For those of you that want to print Japanese braille, you can install a library made by Extra. A software key to use this Japanese library is required.

New textlabel type for mathematical equations

In version 1.990 a new type of textlabel was introduced with which the braille characters could be entered directly using a combination of six keys on the keyboard. This type of textlabel is indicated with an orange bullet, whereas regular textlabels have a green bullet.
In version 2.00 a third type of textlabel is introduced for mathematical equations. These textlabels require some extra knowledge, as in mathematics more specialized notation is used, both in braille and in regular text.
An easy way to enter an equation is to use a math editor such as MathType. This way, you can enter the equation with all the familiar mathematical symbols and notations, such as division lines, square roots, etc. ‘Behind the scenes’ this equation from the math editor is processed in MathML.
The equation is translated into braille in TactileView. A braille table that corresponds with a mathematical braille notation is applied, such as Nemeth, Marburg or Unified English Braille. This determines the correct braille characters that represent the equation.
Alternatively, when you do not have a math editor installed, you can also use the linear input method for mathematical textlabels, in which you enter the equation as you would do in Excel. These will be processed in MathML and then presented in the selected notation.
In the design, this type of textlabel is indicated with a blue-grey bullet. The label is also underlined to indicate which characters belong to the equation. The image of the equation is added ‘on top’ of the braille, which makes it easy to read the content of the equation.
You can also directly create a graph based on the equation. This can be done either directly while entering and placing the equation in the design, or later on after the label has already been placed.
In the Settings menu a new option has been added to select the default math notation as well as the availability of MathType. Visit the Design Science website for more information about MathType:

Graphing options extended

The Functions and Formulas option in the left toolbar now has a new submenu. In this submenu some of the options that can be found in the main menu Graphs are available more conveniently. A new function in this list is to directly add a default empty graph paper to the design, which can be used as a basis for your own desired grid or graph.
Just like the mathematical textlabels, the formulas for these graphs can now be entered using MathType as well as the linear input method. The textlabels that list the formulas in a graph also have new presentation options, including the new mathematical braille notations and free text.
In the formula dialog buttons to make changes to the axis and general grid settings have been added for more convenience. This way, the tactile usability of the graph and/or the grid can be adjusted for the range that the equation is covering.

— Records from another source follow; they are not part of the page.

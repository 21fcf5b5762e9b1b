//! In-memory document store
//!
//! Holds every document touched during one run, keyed by path, plus the
//! set of paths whose in-memory content differs from disk.

use std::collections::{BTreeMap, BTreeSet};
use std::path::{Path, PathBuf};
use std::time::Instant;

use docsync_core::errors::ExError;
use docsync_core::{log_op_end, log_op_error, log_op_start};

use crate::atomic::atomic_write;
use crate::document::StructuredDocument;
use crate::errors::{write_error, Result};

/// A document that could not be written
#[derive(Debug, Clone)]
pub struct FlushFailure {
    pub path: PathBuf,
    pub error: ExError,
}

/// Outcome of [`DocumentStore::flush_all`]
#[derive(Debug, Clone, Default)]
pub struct FlushReport {
    pub written: Vec<PathBuf>,
    pub failed: Vec<FlushFailure>,
}

impl FlushReport {
    pub fn is_complete(&self) -> bool {
        self.failed.is_empty()
    }
}

#[derive(Debug, Default)]
pub struct DocumentStore {
    documents: BTreeMap<PathBuf, StructuredDocument>,
    dirty: BTreeSet<PathBuf>,
}

impl DocumentStore {
    pub fn new() -> Self {
        Self::default()
    }

    /// Load a document, returning the cached instance on repeat calls
    ///
    /// # Errors
    ///
    /// Returns `NotFound`/`Io` if the file cannot be read, `Parse` if it is
    /// not a valid document.
    pub fn load(&mut self, path: &Path) -> Result<&mut StructuredDocument> {
        if !self.documents.contains_key(path) {
            let document = StructuredDocument::read(path)?;
            tracing::debug!(path = %path.display(), "document loaded");
            self.documents.insert(path.to_path_buf(), document);
        }
        self.documents
            .get_mut(path)
            .ok_or_else(|| crate::errors::parse_error(path, "document vanished from store"))
    }

    /// Register an already-parsed document; an existing entry is kept
    pub fn insert(&mut self, document: StructuredDocument) -> &mut StructuredDocument {
        self.documents
            .entry(document.path().to_path_buf())
            .or_insert(document)
    }

    /// Create a new empty document at `path`, replacing nothing
    pub fn create(&mut self, path: &Path) -> &mut StructuredDocument {
        self.insert(StructuredDocument::create(path))
    }

    pub fn contains(&self, path: &Path) -> bool {
        self.documents.contains_key(path)
    }

    pub fn get(&self, path: &Path) -> Option<&StructuredDocument> {
        self.documents.get(path)
    }

    pub fn get_mut(&mut self, path: &Path) -> Option<&mut StructuredDocument> {
        self.documents.get_mut(path)
    }

    pub fn documents(&self) -> impl Iterator<Item = &StructuredDocument> {
        self.documents.values()
    }

    pub fn len(&self) -> usize {
        self.documents.len()
    }

    pub fn is_empty(&self) -> bool {
        self.documents.is_empty()
    }

    pub fn mark_dirty(&mut self, path: &Path) {
        if self.dirty.insert(path.to_path_buf()) {
            tracing::debug!(path = %path.display(), "document marked dirty");
        }
    }

    pub fn is_dirty(&self, path: &Path) -> bool {
        self.dirty.contains(path)
    }

    /// Paths pending a write, in path order
    pub fn dirty_paths(&self) -> Vec<PathBuf> {
        self.dirty.iter().cloned().collect()
    }

    /// Write every dirty document
    ///
    /// Each file is written on its own; a failure is logged, recorded in the
    /// report and leaves that path dirty while the rest are still written.
    pub fn flush_all(&mut self) -> FlushReport {
        let start = Instant::now();
        log_op_start!("flush_all", document_count = self.dirty.len());

        let mut report = FlushReport::default();
        for path in self.dirty_paths() {
            match self.flush_one(&path) {
                Ok(()) => {
                    self.dirty.remove(&path);
                    tracing::info!(path = %path.display(), "document written");
                    report.written.push(path);
                }
                Err(err) => {
                    let err = write_error(&path, &err);
                    log_op_error!(
                        "flush_document",
                        err.clone(),
                        duration_ms = start.elapsed().as_millis() as u64,
                        path = %path.display()
                    );
                    report.failed.push(FlushFailure { path, error: err });
                }
            }
        }

        log_op_end!(
            "flush_all",
            duration_ms = start.elapsed().as_millis() as u64,
            written = report.written.len(),
            failed = report.failed.len()
        );
        report
    }

    fn flush_one(&self, path: &Path) -> Result<()> {
        let document = self
            .documents
            .get(path)
            .ok_or_else(|| crate::errors::parse_error(path, "dirty path has no document"))?;
        let text = document.render()?;
        atomic_write(path, text.as_bytes())
    }
}
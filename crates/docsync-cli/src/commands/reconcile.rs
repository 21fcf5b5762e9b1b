//! Reconcile command
//!
//! Usage: docsync reconcile --catalog <FILE> [--project-dir <DIR>]
//!        [--mode update|check|interactive|drift] [--config <FILE>] [--summary <FILE>]

use clap::Args;
use std::path::PathBuf;

use docsync_core::logging_facility::{self, Profile};
use docsync_core::{render_human_summary, LinePrompter, Mode, Prompter};
use docsync_engine::commands::engine_command::{
    apply_engine_command, EngineCommand, EngineCommandResult,
};
use docsync_engine::commands::reconcile::ReconcileOptions;
use docsync_store::ProjectSettings;

use super::Outcome;

#[derive(Debug, Args)]
pub struct ReconcileArgs {
    /// Generated catalog JSON
    #[arg(long)]
    pub catalog: PathBuf,

    /// Project root holding models/, seeds/ and snapshots/
    #[arg(long, default_value = ".")]
    pub project_dir: PathBuf,

    /// update, check, interactive or drift
    #[arg(long, default_value = "update")]
    pub mode: Mode,

    /// Settings file (default: <project-dir>/docsync.toml when present)
    #[arg(long)]
    pub config: Option<PathBuf>,

    /// Also write the Markdown summary to this file
    #[arg(long)]
    pub summary: Option<PathBuf>,
}

/// Execute reconcile command
pub fn execute(
    args: ReconcileArgs,
    log_profile: Option<Profile>,
) -> Result<Outcome, Box<dyn std::error::Error>> {
    let settings = ProjectSettings::load(&args.project_dir, args.config.as_deref())?;
    let profile = match log_profile {
        Some(profile) => profile,
        None => settings.logging.profile()?,
    };
    logging_facility::init(profile);

    let options = ReconcileOptions {
        project_dir: args.project_dir,
        catalog_path: args.catalog,
        mode: args.mode,
        settings,
    };

    let result = if args.mode == Mode::Interactive {
        let mut prompter = LinePrompter::stdio();
        apply_engine_command(
            EngineCommand::Reconcile(options),
            Some(&mut prompter as &mut dyn Prompter),
        )?
    } else {
        apply_engine_command(EngineCommand::Reconcile(options), None)?
    };
    let EngineCommandResult::Reconcile(report) = result else {
        return Err("reconcile returned an unexpected result".into());
    };

    let summary = render_human_summary(&report);
    print!("{}", summary);
    if let Some(path) = args.summary {
        std::fs::write(&path, &summary)?;
    }

    if report.has_write_failures() {
        return Err(format!(
            "{} document(s) could not be written",
            report.write_failures.len()
        )
        .into());
    }
    if report.ci_failed() {
        return Ok(Outcome::CheckFailed);
    }
    Ok(Outcome::Success)
}
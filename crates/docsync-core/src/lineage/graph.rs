use std::collections::{BTreeMap, BTreeSet};

use serde::{Deserialize, Serialize};

use super::style::NodeStyle;

/// Label carried by foreign-key edges
pub const FK_LABEL: &str = "FK";

/// Physical foreign-key relationship reported by a database connector
#[derive(Debug, Clone, PartialEq, Eq, Serialize, Deserialize)]
pub struct ForeignKey {
    pub source_table: String,
    #[serde(default)]
    pub source_column: String,
    pub target_table: String,
    #[serde(default)]
    pub target_column: String,
}

impl ForeignKey {
    pub fn new(source_table: impl Into<String>, target_table: impl Into<String>) -> Self {
        Self {
            source_table: source_table.into(),
            source_column: String::new(),
            target_table: target_table.into(),
            target_column: String::new(),
        }
    }
}

/// Logical model and the names it references
#[derive(Debug, Clone, PartialEq, Eq, Serialize, Deserialize)]
pub struct ModelDependencies {
    pub name: String,
    #[serde(default)]
    pub dependencies: Vec<String>,
}

impl ModelDependencies {
    pub fn new<I, S>(name: impl Into<String>, dependencies: I) -> Self
    where
        I: IntoIterator<Item = S>,
        S: Into<String>,
    {
        Self {
            name: name.into(),
            dependencies: dependencies.into_iter().map(Into::into).collect(),
        }
    }
}

/// Directed edge, unique by `(source, target, label)`
#[derive(Debug, Clone, PartialEq, Eq, PartialOrd, Ord, Hash)]
pub struct LineageEdge {
    pub source: String,
    pub target: String,
    pub label: Option<String>,
}

impl LineageEdge {
    /// Stable identifier: `source-target` or `source-target-label`
    pub fn id(&self) -> String {
        match &self.label {
            Some(label) => format!("{}-{}-{}", self.source, self.target, label),
            None => format!("{}-{}", self.source, self.target),
        }
    }
}

/// Deduplicated lineage graph
#[derive(Debug, Clone, Default, PartialEq, Eq)]
pub struct LineageGraph {
    nodes: BTreeMap<String, NodeStyle>,
    edges: BTreeSet<LineageEdge>,
}

impl LineageGraph {
    pub fn new() -> Self {
        Self::default()
    }

    /// Add a node or raise its style; a style never moves down
    pub fn add_node(&mut self, id: &str, style: NodeStyle) {
        self.nodes
            .entry(id.to_string())
            .and_modify(|current| *current = current.join(style))
            .or_insert(style);
    }

    pub fn add_edge(&mut self, source: &str, target: &str, label: Option<&str>) {
        self.edges.insert(LineageEdge {
            source: source.to_string(),
            target: target.to_string(),
            label: label.map(str::to_string),
        });
    }

    pub fn add_foreign_keys(&mut self, foreign_keys: &[ForeignKey]) {
        for fk in foreign_keys {
            self.add_node(&fk.source_table, NodeStyle::Table);
            self.add_node(&fk.target_table, NodeStyle::Table);
            self.add_edge(&fk.source_table, &fk.target_table, Some(FK_LABEL));
        }
    }

    pub fn add_models(&mut self, models: &[ModelDependencies]) {
        for model in models {
            self.add_node(&model.name, NodeStyle::Model);
            for dep in &model.dependencies {
                let style = if dep.contains('.') {
                    NodeStyle::Source
                } else {
                    NodeStyle::Model
                };
                self.add_node(dep, style);
                self.add_edge(dep, &model.name, None);
            }
        }
    }

    /// Nodes in id order
    pub fn nodes(&self) -> impl Iterator<Item = (&str, NodeStyle)> {
        self.nodes.iter().map(|(id, style)| (id.as_str(), *style))
    }

    /// Edges in `(source, target, label)` order
    pub fn edges(&self) -> impl Iterator<Item = &LineageEdge> {
        self.edges.iter()
    }

    pub fn style_of(&self, id: &str) -> Option<NodeStyle> {
        self.nodes.get(id).copied()
    }

    pub fn node_count(&self) -> usize {
        self.nodes.len()
    }

    pub fn edge_count(&self) -> usize {
        self.edges.len()
    }

    pub fn is_empty(&self) -> bool {
        self.nodes.is_empty()
    }
}

/// Merge foreign keys and model dependencies into one graph
pub fn merge(foreign_keys: &[ForeignKey], models: &[ModelDependencies]) -> LineageGraph {
    let mut graph = LineageGraph::new();
    graph.add_foreign_keys(foreign_keys);
    graph.add_models(models);
    tracing::debug!(
        nodes = graph.node_count(),
        edges = graph.edge_count(),
        "lineage merged"
    );
    graph
}

#[cfg(test)]
mod tests {
    use super::*;

    #[test]
    fn test_model_overrides_table() {
        let graph = merge(
            &[ForeignKey::new("orders", "customers")],
            &[ModelDependencies::new("customers", ["raw.customers"])],
        );

        assert_eq!(graph.style_of("orders"), Some(NodeStyle::Table));
        assert_eq!(graph.style_of("customers"), Some(NodeStyle::Model));
        assert_eq!(graph.style_of("raw.customers"), Some(NodeStyle::Source));
        assert_eq!(graph.edge_count(), 2);
    }

    #[test]
    fn test_style_never_downgrades() {
        let mut graph = LineageGraph::new();
        graph.add_node("stg_orders", NodeStyle::Model);
        graph.add_node("stg_orders", NodeStyle::Table);
        assert_eq!(graph.style_of("stg_orders"), Some(NodeStyle::Model));
    }

    #[test]
    fn test_edges_deduplicate_on_triple() {
        let mut graph = LineageGraph::new();
        graph.add_edge("a", "b", Some(FK_LABEL));
        graph.add_edge("a", "b", Some(FK_LABEL));
        graph.add_edge("a", "b", None);
        assert_eq!(graph.edge_count(), 2);
    }

    #[test]
    fn test_edge_ids() {
        let fk = LineageEdge {
            source: "orders".to_string(),
            target: "customers".to_string(),
            label: Some(FK_LABEL.to_string()),
        };
        assert_eq!(fk.id(), "orders-customers-FK");
        let dep = LineageEdge { label: None, ..fk };
        assert_eq!(dep.id(), "orders-customers");
    }
}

Registration procedure simplified

The registration and configuration of the software has been simplified. A three step configuration wizard has been added, in which you can register the software using your software product code (SPC), select and prepare a printer/embosser and configure the software settings for an optimal workflow. Note for users of a previous version: the customer code and printer identification code are no longer required during registration. From now on you will only need these two codes when you want to make use of the teleprinting functionality and remote printer sharing facilities.

Importing SVG files improved

The functionality for importing Scalable vector graphics (SVG’s) has been extended with new scaling options. This enables a wider range of different types of SVG to be used in a TactileView design. You get the choice to either drag the red rectangle to determine the size of the SVG image in the design, or to enter the scale factor to uniformly reduce or enlarge the image size.